Maybe cause you're a BPCS shop in the US?

On 6/7/07, rob@xxxxxxxxx <rob@xxxxxxxxx> wrote:
Funny thing. We're a BPCS shop. I ran CHGSYSVAL QCCSID to 37 midday and
never looked back.

Rob Berendt
--
Group Dekko Services, LLC
Dept 01.073
PO Box 2000
Dock 108
6928N 400E
Kendallville, IN 46755
http://www.dekko.com





"Clare Holtham" <Clare.Holtham@xxxxxxxxxxxxxx>
Sent by: midrange-l-bounces@xxxxxxxxxxxx
06/07/2007 11:08 AM
Please respond to
Midrange Systems Technical Discussion <midrange-l@xxxxxxxxxxxx>


To
"Midrange Systems Technical Discussion" <midrange-l@xxxxxxxxxxxx>
cc

Fax to

Subject
Re: CCSID






Hi Guy,

Why? Well, 37 = US, and 285 = UK, and 65535 = 'don't translate'.
BUT... before you change to one that does translate, check your
application - for example BPCS has to be 65535 otherwise all sorts of
unpredictable things happen to the data!
You can change the files though - you might want to change the file that
was
created with '37' to '285'? Was it created on a system set to 37 Qchrid?
Have a look at the system values QCCSID etc too. The default is 65535.
QCHRID default is 697 37, but usually the second part is changed to a
local
country value. If you want to find out more, look under 'National Language

Support' in the IBM manuals.
It's an interesting area though!! At least in the UK we only have the
pound
sign different (and just to confuse us all, when Americans say 'pound
sign'
they usually mean what we call 'hash'), if you were working in Turkey or
the
Czech Republic, there would be considerably more to worry about! It's
especially good fun to unravel in Client/Server apps, where a hex code can

get translated in one direction ASCII to EBCDIC, and then the garbled
translation is translated back again to something completely different -
such as the character that 'blanks the screen'!

Hope this helps,

Clare

Clare Holtham
Director, Small Blue Ltd
www.smallblue.co.uk
IBM Certified Systems Professional


----- Original Message -----
From: "Guy Terry" <guy.terry@xxxxxxxxxxxxxxxxxxx>
To: <midrange-l@xxxxxxxxxxxx>
Sent: Thursday, June 07, 2007 3:51 PM
Subject: CCSID


My programmer has encountered a problem he's never seen on our iSeries
before.



He created a new source file (CRTSRCPF) in a new library, then copied an
existing source file into it using WKMBRPDM Option 3.

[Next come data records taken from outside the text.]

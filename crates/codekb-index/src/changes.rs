//! Content-hash change detection against stored file fingerprints.

use std::collections::HashSet;
use std::path::Path;

use codekb_store::BlockStore;

use crate::error::Result;

/// Outcome of [`detect_changes`].
#[derive(Debug, Default)]
pub struct ChangeReport {
    /// Files that need extraction, in input order.
    pub to_process: Vec<String>,
    pub new: usize,
    pub changed: usize,
    /// Unchanged files whose previous run left blocks unpersisted.
    pub resumed: usize,
    pub unchanged: usize,
    pub skipped: usize,
    /// Blocks deleted because their file changed.
    pub blocks_removed: u64,
    pub warnings: Vec<String>,
}

impl ChangeReport {
    fn warn(&mut self, message: String) {
        tracing::warn!("{message}");
        self.skipped += 1;
        self.warnings.push(message);
    }
}

/// Outcome of [`prune_missing`].
#[derive(Debug, Default, PartialEq, Eq)]
pub struct PruneReport {
    pub files_removed: usize,
    pub blocks_removed: u64,
    pub warnings: Vec<String>,
}

/// blake3 hex digest of `bytes`.
#[must_use]
pub fn content_hash(bytes: &[u8]) -> String {
    blake3::hash(bytes).to_hex().to_string()
}

/// Decide which of `files` (relative to `root`) need extraction.
///
/// New files get a fingerprint recorded. Changed files lose their stored
/// blocks before the new fingerprint is written, so a failure in between
/// leaves the file looking changed on the next run. Files with a matching
/// but incomplete fingerprint are processed again with their stored blocks
/// kept. Per-file failures are reported as warnings and the file is skipped.
pub async fn detect_changes(store: &BlockStore, root: &Path, files: &[String]) -> ChangeReport {
    let mut report = ChangeReport::default();

    for rel_path in files {
        let bytes = match tokio::fs::read(root.join(rel_path)).await {
            Ok(bytes) => bytes,
            Err(e) => {
                report.warn(format!("failed to read {rel_path}: {e}"));
                continue;
            }
        };
        let hash = content_hash(&bytes);

        let stored = match store.fingerprint(rel_path).await {
            Ok(stored) => stored,
            Err(e) => {
                report.warn(format!("failed to look up fingerprint for {rel_path}: {e}"));
                continue;
            }
        };

        match stored {
            Some(previous) if previous.hash == hash && previous.complete => {
                report.unchanged += 1;
            }
            Some(previous) if previous.hash == hash => {
                if let Err(e) = store.set_file_hash(rel_path, &hash).await {
                    report.warn(format!("failed to update fingerprint for {rel_path}: {e}"));
                    continue;
                }
                tracing::debug!(file = %rel_path, "resuming incomplete file");
                report.resumed += 1;
                report.to_process.push(rel_path.clone());
            }
            Some(_) => {
                let removed = match store.delete_file_blocks(rel_path).await {
                    Ok(n) => n,
                    Err(e) => {
                        report.warn(format!("failed to delete stale blocks of {rel_path}: {e}"));
                        continue;
                    }
                };
                if let Err(e) = store.set_file_hash(rel_path, &hash).await {
                    report.warn(format!("failed to update fingerprint for {rel_path}: {e}"));
                    continue;
                }
                tracing::debug!(file = %rel_path, removed, "file changed");
                report.blocks_removed += removed;
                report.changed += 1;
                report.to_process.push(rel_path.clone());
            }
            None => {
                if let Err(e) = store.set_file_hash(rel_path, &hash).await {
                    report.warn(format!("failed to record fingerprint for {rel_path}: {e}"));
                    continue;
                }
                tracing::debug!(file = %rel_path, "new file");
                report.new += 1;
                report.to_process.push(rel_path.clone());
            }
        }
    }

    tracing::info!(
        new = report.new,
        changed = report.changed,
        resumed = report.resumed,
        unchanged = report.unchanged,
        skipped = report.skipped,
        "change detection complete"
    );
    report
}

/// Remove blocks and fingerprints of files no longer present in `current`.
///
/// # Errors
///
/// Returns an error if the fingerprinted file list cannot be read. Failures
/// for individual files are collected as warnings.
pub async fn prune_missing(store: &BlockStore, current: &[String]) -> Result<PruneReport> {
    let current: HashSet<&str> = current.iter().map(String::as_str).collect();
    let mut report = PruneReport::default();

    for path in store.fingerprinted_files().await? {
        if current.contains(path.as_str()) {
            continue;
        }
        let removed = match store.delete_file_blocks(&path).await {
            Ok(n) => n,
            Err(e) => {
                let message = format!("failed to prune blocks of {path}: {e}");
                tracing::warn!("{message}");
                report.warnings.push(message);
                continue;
            }
        };
        if let Err(e) = store.delete_file_hash(&path).await {
            let message = format!("failed to prune fingerprint of {path}: {e}");
            tracing::warn!("{message}");
            report.warnings.push(message);
            continue;
        }
        tracing::debug!(file = %path, removed, "pruned vanished file");
        report.files_removed += 1;
        report.blocks_removed += removed;
    }

    if report.files_removed > 0 {
        tracing::info!(
            files = report.files_removed,
            blocks = report.blocks_removed,
            "removed vanished files"
        );
    }
    Ok(report)
}
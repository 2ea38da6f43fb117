//! Approximate word/punctuation token counter used to size text chunks.
//!
//! This is not a provider-exact tokenizer; it only bounds how many lines go
//! into one text block.

/// Count tokens in `text`.
///
/// Whitespace ends the current word; every punctuation character ends the
/// current word and counts as a token of its own.
#[must_use]
pub fn count_tokens(text: &str) -> usize {
    let mut count = 0;
    let mut in_word = false;

    for c in text.chars() {
        if c.is_whitespace() {
            if in_word {
                count += 1;
                in_word = false;
            }
        } else if is_punctuation(c) {
            if in_word {
                count += 1;
                in_word = false;
            }
            count += 1;
        } else {
            in_word = true;
        }
    }

    if in_word {
        count += 1;
    }
    count
}

/// Unicode punctuation (general category P*) for the ranges source text
/// realistically contains. ASCII symbols such as `+`, `<`, `$` are not punctuation.
fn is_punctuation(c: char) -> bool {
    matches!(
        c,
        '!' | '"'
            | '#'
            | '%'
            | '&'
            | '\''
            | '('
            | ')'
            | '*'
            | ','
            | '-'
            | '.'
            | '/'
            | ':'
            | ';'
            | '?'
            | '@'
            | '['
            | '\\'
            | ']'
            | '_'
            | '{'
            | '}'
            | '¡'
            | '§'
            | '«'
            | '¶'
            | '·'
            | '»'
            | '¿'
            | '\u{2010}'..='\u{2027}'
            | '\u{2030}'..='\u{2043}'
            | '\u{2045}'..='\u{2051}'
            | '\u{2053}'..='\u{205E}'
            | '\u{3001}'..='\u{3003}'
            | '\u{3008}'..='\u{3011}'
    )
}
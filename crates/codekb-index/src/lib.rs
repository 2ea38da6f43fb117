//! Incremental code block extraction and embedding.
//!
//! Files are fingerprinted by content, changed files are split into blocks
//! (functions, methods, types, or token-bounded text chunks) by a
//! per-language [`Extractor`], and each new block is embedded and persisted
//! exactly once per identity.

pub mod block;
pub mod changes;
pub mod context;
pub mod error;
pub mod extract;
pub mod history;
pub mod indexer;
pub mod orchestrator;
pub mod pipeline;
pub mod registry;
pub mod scan;
pub mod tokenizer;
pub mod walk;

pub use block::{Block, BlockKind};
pub use error::{IndexError, Result};
pub use extract::Extractor;
pub use indexer::{IndexReport, Indexer, IndexerConfig};
pub use pipeline::{BackfillReport, EmbedMode};
pub use registry::ParserRegistry;
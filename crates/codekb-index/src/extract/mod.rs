//! Language block extractors.
//!
//! Each extractor turns the content of one file into an ordered list of
//! [`Block`]s. Extraction is approximate: lexical scanning for most
//! languages, a grammar walk for Go.

#[cfg(feature = "lang-go")]
pub mod go;
pub mod javascript;
pub mod php;
pub mod python;
pub mod text;

use std::borrow::Cow;
use std::path::Path;

use regex::Regex;

use crate::block::{Block, BlockKind};
use crate::error::Result;

/// Converts file content into blocks for one language family.
pub trait Extractor: Send + Sync {
    /// Registry key, e.g. `"python"`.
    fn name(&self) -> &'static str;

    /// Whether this extractor handles files with `extension`
    /// (lowercase, without the leading dot).
    fn can_handle(&self, extension: &str) -> bool;

    /// Extract blocks from already-loaded content.
    ///
    /// # Errors
    ///
    /// Returns an error only when the whole file cannot be processed; a
    /// construct that fails to extract is skipped.
    fn parse_source(&self, source: &str, file_path: &str) -> Result<Vec<Block>>;

    /// Read `path` and extract its blocks.
    ///
    /// Invalid UTF-8 sequences are replaced rather than rejected.
    ///
    /// # Errors
    ///
    /// Returns an error if the file cannot be read or
    /// [`parse_source`](Self::parse_source) fails.
    fn parse(&self, path: &Path) -> Result<Vec<Block>> {
        let bytes = std::fs::read(path)?;
        self.parse_source(&decode_source(&bytes), &path.to_string_lossy())
    }
}

/// File content as text, with invalid UTF-8 replaced by U+FFFD.
#[must_use]
pub fn decode_source(bytes: &[u8]) -> Cow<'_, str> {
    String::from_utf8_lossy(bytes)
}

/// Lowercase extension of `path` without the dot.
#[must_use]
pub fn extension_of(path: &Path) -> Option<String> {
    path.extension()
        .and_then(|e| e.to_str())
        .map(str::to_ascii_lowercase)
}

/// Normalize a user-supplied extension (`".PY"`, `"py"`) to `"py"`.
#[must_use]
pub fn normalize_extension(ext: &str) -> String {
    ext.trim().trim_start_matches('.').to_ascii_lowercase()
}

/// Text of the first capture group of `re` in `text`.
pub(crate) fn first_capture<'a>(re: &Regex, text: &'a str) -> Option<&'a str> {
    re.captures(text).and_then(|c| c.get(1)).map(|m| m.as_str())
}

/// Most recently seen class header of one file scan.
///
/// Classes do not nest: a new header replaces the previous one for the rest
/// of the file.
#[derive(Debug, Default)]
pub(crate) struct ClassScope {
    current: Option<(String, usize)>,
}

impl ClassScope {
    pub(crate) fn enter(&mut self, name: &str, indent: usize) {
        self.current = Some((name.to_string(), indent));
    }

    /// `Method` with the class name when a class was seen and `indent` is
    /// deeper than its header, otherwise `Function`.
    pub(crate) fn classify(&self, indent: usize) -> (BlockKind, Option<String>) {
        match &self.current {
            Some((name, class_indent)) if indent > *class_indent => {
                (BlockKind::Method, Some(name.clone()))
            }
            _ => (BlockKind::Function, None),
        }
    }

    pub(crate) fn is_inside(&self, indent: usize) -> bool {
        matches!(self.current, Some((_, class_indent)) if indent > class_indent)
    }
}
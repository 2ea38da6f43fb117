use super::BlockStore;
use crate::error::StoreError;

/// Parameters for inserting a block row.
#[derive(Debug, Clone, Copy)]
pub struct BlockInsert<'a> {
    pub file_path: &'a str,
    pub relative_path: &'a str,
    pub block_type: &'a str,
    pub class_name: Option<&'a str>,
    pub method_name: Option<&'a str>,
    pub start_line: usize,
    pub end_line: usize,
    pub commit_messages: &'a [String],
    pub raw_text: &'a str,
    pub embedding_text: &'a str,
}

/// A persisted block with its (possibly still empty) embedding.
#[derive(Debug, Clone, PartialEq)]
pub struct StoredBlock {
    pub id: i64,
    pub file_path: String,
    pub relative_path: String,
    pub block_type: String,
    pub class_name: Option<String>,
    pub method_name: Option<String>,
    pub start_line: usize,
    pub end_line: usize,
    pub commit_messages: Vec<String>,
    pub raw_text: String,
    pub embedding_text: String,
    pub embedding: Vec<f32>,
    pub created_at: String,
}

impl StoredBlock {
    #[must_use]
    pub fn has_embedding(&self) -> bool {
        !self.embedding.is_empty()
    }
}

#[derive(sqlx::FromRow)]
struct BlockRow {
    id: i64,
    file_path: String,
    relative_path: String,
    block_type: String,
    class_name: Option<String>,
    method_name: Option<String>,
    start_line: i64,
    end_line: i64,
    commit_messages: Option<String>,
    raw_text: String,
    embedding_text: String,
    embedding: String,
    created_at: String,
}

impl TryFrom<BlockRow> for StoredBlock {
    type Error = StoreError;

    fn try_from(row: BlockRow) -> Result<Self, Self::Error> {
        let commit_messages = match row.commit_messages.as_deref() {
            None | Some("") => Vec::new(),
            Some(json) => serde_json::from_str(json)?,
        };
        Ok(Self {
            id: row.id,
            file_path: row.file_path,
            relative_path: row.relative_path,
            block_type: row.block_type,
            class_name: row.class_name,
            method_name: row.method_name,
            start_line: usize::try_from(row.start_line)?,
            end_line: usize::try_from(row.end_line)?,
            commit_messages,
            raw_text: row.raw_text,
            embedding_text: row.embedding_text,
            embedding: decode_embedding(&row.embedding)?,
            created_at: row.created_at,
        })
    }
}

const SELECT_BLOCKS: &str = "SELECT id, file_path, relative_path, block_type, class_name, \
     method_name, start_line, end_line, commit_messages, raw_text, embedding_text, embedding, \
     CAST(created_at AS TEXT) AS created_at FROM blocks";

pub(crate) fn encode_embedding(vector: &[f32]) -> Result<String, StoreError> {
    if vector.is_empty() {
        return Ok(String::new());
    }
    Ok(serde_json::to_string(vector)?)
}

fn decode_embedding(text: &str) -> Result<Vec<f32>, StoreError> {
    if text.is_empty() {
        return Ok(Vec::new());
    }
    Ok(serde_json::from_str(text)?)
}

impl BlockStore {
    /// Check whether a block with this identity tuple is already stored.
    ///
    /// Absent class and method names compare equal to empty strings.
    ///
    /// # Errors
    ///
    /// Returns an error if the query fails.
    pub async fn block_exists(&self, block: &BlockInsert<'_>) -> Result<bool, StoreError> {
        let row: (i64,) = sqlx::query_as(
            "SELECT COUNT(*) FROM blocks \
             WHERE file_path = ? AND block_type = ? \
             AND IFNULL(class_name, '') = ? AND IFNULL(method_name, '') = ? \
             AND start_line = ? AND end_line = ?",
        )
        .bind(block.file_path)
        .bind(block.block_type)
        .bind(block.class_name.unwrap_or(""))
        .bind(block.method_name.unwrap_or(""))
        .bind(i64::try_from(block.start_line)?)
        .bind(i64::try_from(block.end_line)?)
        .fetch_one(&self.pool)
        .await?;
        Ok(row.0 > 0)
    }

    /// Insert a block. `None` or an empty vector stores the row as pending.
    ///
    /// # Errors
    ///
    /// Returns an error if serialization or the insert fails, including a
    /// violation of the identity uniqueness constraint.
    pub async fn insert_block(
        &self,
        block: &BlockInsert<'_>,
        embedding: Option<&[f32]>,
    ) -> Result<i64, StoreError> {
        let embedding = encode_embedding(embedding.unwrap_or_default())?;
        let commits = if block.commit_messages.is_empty() {
            None
        } else {
            Some(serde_json::to_string(block.commit_messages)?)
        };

        let row: (i64,) = sqlx::query_as(
            "INSERT INTO blocks \
             (embedding, file_path, relative_path, block_type, class_name, method_name, \
              start_line, end_line, commit_messages, raw_text, embedding_text) \
             VALUES (?, ?, ?, ?, ?, ?, ?, ?, ?, ?, ?) RETURNING id",
        )
        .bind(embedding)
        .bind(block.file_path)
        .bind(block.relative_path)
        .bind(block.block_type)
        .bind(block.class_name)
        .bind(block.method_name)
        .bind(i64::try_from(block.start_line)?)
        .bind(i64::try_from(block.end_line)?)
        .bind(commits)
        .bind(block.raw_text)
        .bind(block.embedding_text)
        .fetch_one(&self.pool)
        .await?;
        Ok(row.0)
    }

    /// Delete every block recorded under `relative_path`.
    ///
    /// # Errors
    ///
    /// Returns an error if the delete fails.
    pub async fn delete_file_blocks(&self, relative_path: &str) -> Result<u64, StoreError> {
        let result = sqlx::query("DELETE FROM blocks WHERE relative_path = ?")
            .bind(relative_path)
            .execute(&self.pool)
            .await?;
        Ok(result.rows_affected())
    }

    /// Blocks whose embedding has not been generated yet, oldest first.
    ///
    /// # Errors
    ///
    /// Returns an error if the query fails or a row cannot be decoded.
    pub async fn pending_blocks(&self) -> Result<Vec<StoredBlock>, StoreError> {
        let rows: Vec<BlockRow> =
            sqlx::query_as(&format!("{SELECT_BLOCKS} WHERE embedding = '' ORDER BY id"))
                .fetch_all(&self.pool)
                .await?;
        rows.into_iter().map(StoredBlock::try_from).collect()
    }

    /// Every stored block ordered by id.
    ///
    /// # Errors
    ///
    /// Returns an error if the query fails or a row cannot be decoded.
    pub async fn all_blocks(&self) -> Result<Vec<StoredBlock>, StoreError> {
        let rows: Vec<BlockRow> = sqlx::query_as(&format!("{SELECT_BLOCKS} ORDER BY id"))
            .fetch_all(&self.pool)
            .await?;
        rows.into_iter().map(StoredBlock::try_from).collect()
    }

    /// Set the embedding of an existing row, leaving every other column untouched.
    ///
    /// Returns `false` when no row has this id.
    ///
    /// # Errors
    ///
    /// Returns an error if serialization or the update fails.
    pub async fn update_embedding(&self, id: i64, vector: &[f32]) -> Result<bool, StoreError> {
        let result = sqlx::query("UPDATE blocks SET embedding = ? WHERE id = ?")
            .bind(encode_embedding(vector)?)
            .bind(id)
            .execute(&self.pool)
            .await?;
        Ok(result.rows_affected() > 0)
    }
}
//! Application configuration for codekb.

pub mod config;
pub mod secret;

pub use config::Config;
pub use secret::Secret;
//! Indentation-based extractor for Python sources.

use super::{ClassScope, Extractor};
use crate::block::Block;
use crate::error::Result;
use crate::scan::{extract_indented_body, indent_level};

#[derive(Debug, Default, Clone, Copy)]
pub struct PythonExtractor;

impl Extractor for PythonExtractor {
    fn name(&self) -> &'static str {
        "python"
    }

    fn can_handle(&self, extension: &str) -> bool {
        extension == "py"
    }

    fn parse_source(&self, source: &str, file_path: &str) -> Result<Vec<Block>> {
        let lines: Vec<&str> = source.lines().collect();
        let mut scope = ClassScope::default();
        let mut blocks = Vec::new();

        for (i, line) in lines.iter().enumerate() {
            let trimmed = line.trim();
            if trimmed.is_empty() || trimmed.starts_with('#') || !trimmed.contains(':') {
                continue;
            }
            let indent = indent_level(line);

            if let Some(rest) = trimmed.strip_prefix("class ") {
                let name = header_name(rest);
                if !name.is_empty() {
                    scope.enter(name, indent);
                }
                continue;
            }

            let declaration = trimmed.strip_prefix("async ").map_or(trimmed, str::trim_start);
            let Some(rest) = declaration.strip_prefix("def ") else {
                continue;
            };
            let name = header_name(rest);
            if name.is_empty() {
                continue;
            }
            let Some(body) = extract_indented_body(&lines, i, indent) else {
                continue;
            };

            let (kind, class_name) = scope.classify(indent);
            blocks.push(
                Block::new(file_path, kind, i + 1, body.end + 1, body.text)
                    .with_class(class_name)
                    .with_method(name),
            );
        }

        Ok(blocks)
    }
}

/// Identifier after `class`/`def`, up to the first `(` or `:`.
fn header_name(rest: &str) -> &str {
    let end = rest.find(['(', ':']).unwrap_or(rest.len());
    rest[..end].trim()
}

#[cfg(test)]
mod tests {
    use super::*;
    use crate::block::BlockKind;

    fn parse(source: &str) -> Vec<Block> {
        PythonExtractor.parse_source(source, "app.py").unwrap()
    }

    #[test]
    fn method_in_class() {
        let blocks = parse("class Foo:\n    def bar(self):\n        return 1\n");
        assert_eq!(blocks.len(), 1);
        let b = &blocks[0];
        assert_eq!(b.kind, BlockKind::Method);
        assert_eq!(b.method_name.as_deref(), Some("bar"));
        assert_eq!(b.class_name.as_deref(), Some("Foo"));
        assert_eq!((b.start_line, b.end_line), (2, 3));
        assert_eq!(b.raw_text, "    def bar(self):\n        return 1");
    }

    #[test]
    fn top_level_function() {
        let blocks = parse("import os\n\ndef main():\n    print(os.getcwd())\n\nmain()\n");
        assert_eq!(blocks.len(), 1);
        assert_eq!(blocks[0].kind, BlockKind::Function);
        assert_eq!(blocks[0].class_name, None);
        assert_eq!((blocks[0].start_line, blocks[0].end_line), (3, 4));
    }

    #[test]
    fn function_after_class_at_same_indent() {
        let source = "\
class Foo(Base):
    def a(self):
        pass

def helper():
    return 2
";
        let blocks = parse(source);
        assert_eq!(blocks.len(), 2);
        assert_eq!(blocks[0].kind, BlockKind::Method);
        assert_eq!(blocks[0].class_name.as_deref(), Some("Foo"));
        assert_eq!((blocks[0].start_line, blocks[0].end_line), (2, 3));
        assert_eq!(blocks[1].kind, BlockKind::Function);
        assert_eq!(blocks[1].method_name.as_deref(), Some("helper"));
        assert_eq!((blocks[1].start_line, blocks[1].end_line), (5, 6));
    }

    #[test]
    fn new_class_replaces_context() {
        let source = "\
class A:
    def one(self):
        pass
class B:
    def two(self):
        pass
";
        let blocks = parse(source);
        assert_eq!(blocks[0].class_name.as_deref(), Some("A"));
        assert_eq!(blocks[1].class_name.as_deref(), Some("B"));
    }

    #[test]
    fn comments_and_blank_lines_skipped() {
        let source = "# def fake():\n\ndef real():\n    # comment: inside\n    return 1\n";
        let blocks = parse(source);
        assert_eq!(blocks.len(), 1);
        assert_eq!(blocks[0].method_name.as_deref(), Some("real"));
        assert_eq!(blocks[0].end_line, 5);
    }

    #[test]
    fn nested_function_emitted_separately() {
        let source = "def outer():\n    def inner():\n        return 1\n    return inner\n";
        let blocks = parse(source);
        assert_eq!(blocks.len(), 2);
        assert_eq!((blocks[0].start_line, blocks[0].end_line), (1, 4));
        assert_eq!((blocks[1].start_line, blocks[1].end_line), (2, 3));
        assert_eq!(blocks[1].kind, BlockKind::Function);
    }

    #[test]
    fn async_def_is_a_function() {
        let blocks = parse("async def fetch(url):\n    return await get(url)\n");
        assert_eq!(blocks.len(), 1);
        assert_eq!(blocks[0].method_name.as_deref(), Some("fetch"));
        assert_eq!((blocks[0].start_line, blocks[0].end_line), (1, 2));
    }

    #[test]
    fn empty_source_yields_nothing() {
        assert!(parse("").is_empty());
    }

    #[test]
    fn handles_only_py() {
        assert!(PythonExtractor.can_handle("py"));
        assert!(!PythonExtractor.can_handle("js"));
    }
}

The original file has a CCSID of 37 and contained in it a £ symbol (that's
a
pound sign). When copied into the new source file it contained a $ symbol
(dollar sign). Investigation revealed that the new file has a CCSID of
285.
The question is - why?



Our SYSVAL QCCSID is set to 65535 (if it's relevant). Presumably the new
file picked up the CCSID of the users job?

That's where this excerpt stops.